Nur unter der Lösbarkeitsvoraussetzung wird es gelingen, die Motivation der Lernenden zu halten oder bei Erfolg gar zu erhöhen. Die Bearbeitung des Inhalts (Content) bildet den Kern der Lehr-/Lernsequenz. Kerntexte in interkulturellen Lehr- und Trainingssequenzen bestehen aus klassischen Textsorten ebenso wie Spiele, Film(ausschnitt)e, Bilder, szenischen Darstellungen, Geräuschen etc. Es handelt sich immer um einen Lerngegenstand bzw. um einen Themenbereich, auf dessen Bearbeitbarkeit, Erfassung und Verständnis die Lehr-/Lern- oder auch Trainingssequenzen zielt. Die Arbeit mit Kerntexten könnte Reflexionen oder Gruppendiskussionen zu einem Fallstudientext, Interpretationen von Bildern, Grafiken, filmischen oder szenischen Darstellungen erfolgen. Es könnte sich auch um die Bearbeitung von Aufgaben zu dargestellten Frage- bzw. Problemstellungen handeln.

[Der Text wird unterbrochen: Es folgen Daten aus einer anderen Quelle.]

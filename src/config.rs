use config::{Config, ConfigError, Environment, File};
use serde::Deserialize;
use std::env;
use std::path::Path;
use thiserror::Error;
use tracing::{error, info};
use validator::{Validate, ValidationError, ValidationErrors};

/// Default values for configuration
const DEFAULT_LOG_LEVEL: &str = "info";
const DEFAULT_ENV: &str = "development";
const DEFAULT_PORT: u16 = 8080;
const DEFAULT_DATABASE_URL: &str = "sqlite://inventory.db?mode=rwc";
const CONFIG_DIR: &str = "config";

/// Application configuration structure with validation
#[derive(Clone, Debug, Deserialize, Validate)]
#[serde(deny_unknown_fields)]
pub struct AppConfig {
    /// Database connection URL
    #[validate(length(min = 1, message = "database_url must not be empty"))]
    pub database_url: String,

    /// Server host address
    pub host: String,

    /// Server port
    #[serde(default = "default_port")]
    #[validate(range(min = 1, message = "port must be greater than 0"))]
    pub port: u16,

    /// Application environment
    pub environment: String,

    /// Logging level
    #[serde(default = "default_log_level")]
    #[validate(custom = "validate_log_level")]
    pub log_level: String,

    /// Log in JSON format (structured logging)
    #[serde(default)]
    pub log_json: bool,

    /// Whether to run database migrations on startup
    #[serde(default = "default_true_bool")]
    pub auto_migrate: bool,

    /// CORS: comma-separated list of allowed origins (production)
    #[serde(default)]
    pub cors_allowed_origins: Option<String>,

    /// Allow permissive CORS fallback
    #[serde(default)]
    pub cors_allow_any_origin: bool,

    /// CORS: allow credentials
    #[serde(default)]
    pub cors_allow_credentials: bool,

    /// DB pool: max connections
    #[serde(default = "default_db_max_connections")]
    #[validate(range(min = 1, message = "db_max_connections must be at least 1"))]
    pub db_max_connections: u32,

    /// DB pool: min connections
    #[serde(default = "default_db_min_connections")]
    pub db_min_connections: u32,

    /// DB timeouts (seconds)
    #[serde(default = "default_db_connect_timeout_secs")]
    pub db_connect_timeout_secs: u64,
    #[serde(default = "default_db_idle_timeout_secs")]
    pub db_idle_timeout_secs: u64,
    #[serde(default = "default_db_acquire_timeout_secs")]
    pub db_acquire_timeout_secs: u64,
}

impl AppConfig {
    /// Builds a configuration with defaults for everything but the essentials
    pub fn new(database_url: String, host: String, port: u16, environment: String) -> Self {
        Self {
            database_url,
            host,
            port,
            environment,
            log_level: default_log_level(),
            log_json: false,
            auto_migrate: default_true_bool(),
            cors_allowed_origins: None,
            cors_allow_any_origin: false,
            cors_allow_credentials: false,
            db_max_connections: default_db_max_connections(),
            db_min_connections: default_db_min_connections(),
            db_connect_timeout_secs: default_db_connect_timeout_secs(),
            db_idle_timeout_secs: default_db_idle_timeout_secs(),
            db_acquire_timeout_secs: default_db_acquire_timeout_secs(),
        }
    }

    pub fn is_production(&self) -> bool {
        self.environment.eq_ignore_ascii_case("production")
    }

    pub fn is_development(&self) -> bool {
        matches!(
            self.environment.to_ascii_lowercase().as_str(),
            "development" | "dev" | "local" | "test"
        )
    }

    /// Configured origins, trimmed, blanks dropped
    pub fn cors_origins(&self) -> Vec<String> {
        self.cors_allowed_origins
            .as_deref()
            .map(|raw| {
                raw.split(',')
                    .map(str::trim)
                    .filter(|origin| !origin.is_empty())
                    .map(str::to_string)
                    .collect()
            })
            .unwrap_or_default()
    }

    pub fn has_cors_allowed_origins(&self) -> bool {
        !self.cors_origins().is_empty()
    }

    /// Permissive CORS is allowed in development or when explicitly opted in
    pub fn should_allow_permissive_cors(&self) -> bool {
        self.cors_allow_any_origin || self.is_development()
    }

    /// Gets log level reference
    pub fn log_level(&self) -> &str {
        &self.log_level
    }

    fn validate_additional_constraints(&self) -> Result<(), ValidationErrors> {
        let mut errors = ValidationErrors::new();

        if !self.should_allow_permissive_cors() && !self.has_cors_allowed_origins() {
            let mut err = ValidationError::new("cors_allowed_origins_required");
            err.message = Some(
                "Set APP__CORS_ALLOWED_ORIGINS for non-development environments or explicitly opt-in via APP__CORS_ALLOW_ANY_ORIGIN=true".into(),
            );
            errors.add("cors_allowed_origins", err);
        }

        if self.db_min_connections > self.db_max_connections {
            let mut err = ValidationError::new("db_min_connections");
            err.message = Some("db_min_connections must not exceed db_max_connections".into());
            errors.add("db_min_connections", err);
        }

        if errors.errors().is_empty() {
            Ok(())
        } else {
            Err(errors)
        }
    }

    /// Runs derived and cross-field validation
    pub fn validate_all(&self) -> Result<(), ValidationErrors> {
        self.validate()?;
        self.validate_additional_constraints()
    }
}

/// Configuration loading errors
#[derive(Debug, Error)]
pub enum AppConfigError {
    #[error("Configuration loading failed: {0}")]
    Load(#[from] ConfigError),

    #[error("Configuration validation failed: {0}")]
    Validation(#[from] validator::ValidationErrors),
}

fn default_log_level() -> String {
    DEFAULT_LOG_LEVEL.to_string()
}

fn default_port() -> u16 {
    DEFAULT_PORT
}

fn default_true_bool() -> bool {
    true
}

fn default_db_max_connections() -> u32 {
    10
}
fn default_db_min_connections() -> u32 {
    1
}
fn default_db_connect_timeout_secs() -> u64 {
    30
}
fn default_db_idle_timeout_secs() -> u64 {
    600
}
fn default_db_acquire_timeout_secs() -> u64 {
    8
}

/// Validates log level values
fn validate_log_level(level: &str) -> Result<(), ValidationError> {
    let valid_levels = ["trace", "debug", "info", "warn", "error"];
    if valid_levels.contains(&level.to_lowercase().as_str()) {
        Ok(())
    } else {
        let mut err = ValidationError::new("log_level");
        err.message = Some("Must be one of: trace, debug, info, warn, error".into());
        Err(err)
    }
}

/// Initializes tracing using the provided log level as the default filter
pub fn init_tracing(level: &str, json: bool) {
    use tracing_subscriber::{fmt, EnvFilter};

    let default_directive = format!("inventory_api={},tower_http=debug", level);
    let filter_directive = env::var("RUST_LOG")
        .ok()
        .filter(|s| !s.trim().is_empty())
        .unwrap_or(default_directive);

    if json {
        let _ = fmt()
            .with_env_filter(EnvFilter::new(filter_directive))
            .json()
            .try_init();
    } else {
        let _ = fmt()
            .with_env_filter(EnvFilter::new(filter_directive))
            .try_init();
    }
}

/// Loads application configuration
///
/// Layers configuration sources in this order:
/// 1. Built-in defaults
/// 2. Default config (config/default.toml)
/// 3. Environment-specific config (config/{env}.toml)
/// 4. Environment variables (APP__*)
pub fn load_config() -> Result<AppConfig, AppConfigError> {
    // Support both RUN_ENV and APP_ENV for selecting config profile
    let run_env = env::var("RUN_ENV")
        .or_else(|_| env::var("APP_ENV"))
        .unwrap_or_else(|_| DEFAULT_ENV.to_string());
    info!("Loading configuration for environment: {}", run_env);

    load_config_from(Path::new(CONFIG_DIR), &run_env)
}

/// Loads configuration from `config_dir` for the `run_env` profile
pub fn load_config_from(config_dir: &Path, run_env: &str) -> Result<AppConfig, AppConfigError> {
    if !config_dir.exists() {
        info!(
            "Config directory '{}' not found; relying on built-in defaults and environment variables",
            config_dir.display()
        );
    }

    let config = Config::builder()
        .set_default("database_url", DEFAULT_DATABASE_URL)?
        .set_default("host", "0.0.0.0")?
        .set_default("port", DEFAULT_PORT as i64)?
        .set_default("environment", run_env)?
        .set_default("log_level", DEFAULT_LOG_LEVEL)?
        .set_default("log_json", false)?
        .add_source(File::from(config_dir.join("default")).required(false))
        .add_source(File::from(config_dir.join(run_env)).required(false))
        .add_source(Environment::with_prefix("APP").separator("__"))
        .build()?;

    let app_config: AppConfig = config.try_deserialize()?;

    app_config.validate_all().map_err(|e| {
        error!("Configuration validation failed: {:?}", e);
        AppConfigError::Validation(e)
    })?;

    info!("Configuration loaded successfully");
    Ok(app_config)
}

Wichtig ist zu beachten, Kerntexte von geringem Umfang zu wählen, um die Dynamik des Lernprozesses nicht durch längere Phasen der Stillarbeit zu hemmen.

4. (Geleitete) Anwendung / Erprobung des Gelernten / Ausgearbeiteten

Unter dem Aspekt des ganzheitlichen und nachhaltigen Lernens geht es nun darum, das Lernen als ein Intake (statt Input) im Sinne des Andockens von Wissen zu ermöglichen. Dies geschieht wesentlich erst durch die Anwendung und Erprobung des Gelernten (learning by doing). Es geht also um die eigenständige Anwendung des Gelernten und um die Entwicklung eigener Lösungswege.

Die Anwendungsphase kann mithilfe von interaktiven Methoden oder auch durch experimentelle handlungsorientierte Übungsformen umgesetzt werden.

Wichtig ist dabei zu beachten, dass der Schritt zur selbstständigen freien Anwendung nicht zu schnell vollzogen wird.

5. Zusammenfassung; Transfer des Gelernten auf andere Gegenstandsbereiche als den bearbeiteten (eigenständige Anwendung)

Die abschließende fünfte Lernphase zielt darauf, die in den vorangegangenen Lernphasen (eins bis vier) erworbenen Kompetenzen in anderen Zusammenhängen als in den bereits bekannten selbstständig anwenden zu können. Dies funktioniert nur, wenn der Transfer des Gelernten auf unbekannt und unvertraute Kontexte gelingt. Das freie kollaborative Arbeiten oder auch initiierte und durchgeführte interkulturelle Projektarbeit können methodisch diese Lernphase unterstützen.

Wichtig ist zu beachten, dass der Lernbegleiter oder die Lernbegleiterin hier in den Hintergrund tritt und Moderationsaufgaben übernimmt (Bolten, 2020)

Dieses Strukturierungsschema stammt von Hans Aebli (2011) und baut auf der Kognitionstheorie von Dewey (1910) auf.

Bolten (2007b) verdeutlicht das Zusammenspiel der fünf Lernphasen anhand der Figur einer Raute wie folgt:

"Der Lernprozess orientiert sich idealtypisch an einer Kernaufgabe (3), deren Verständnis/ Lösung schrittweise vorbereitet wird (1) (2). Eine Nachhaltigkeit des Lernprozesses wird durch eine mehr oder minder stark gesteuerte Anwendungsphase (4) und eine freie, auf selbstständiges Agieren zielende Transferphase (5) erreicht. Idealerweise baut die Trainingssequenz selbst wieder auf vorangegangenen Lernprozessen auf und bereitet nachfolgende vor. Auf diese Weise ergibt sich eine Lernspirale – oder, um im Bild zu bleiben: Eine Rautenspirale" (Bolten, 2007b).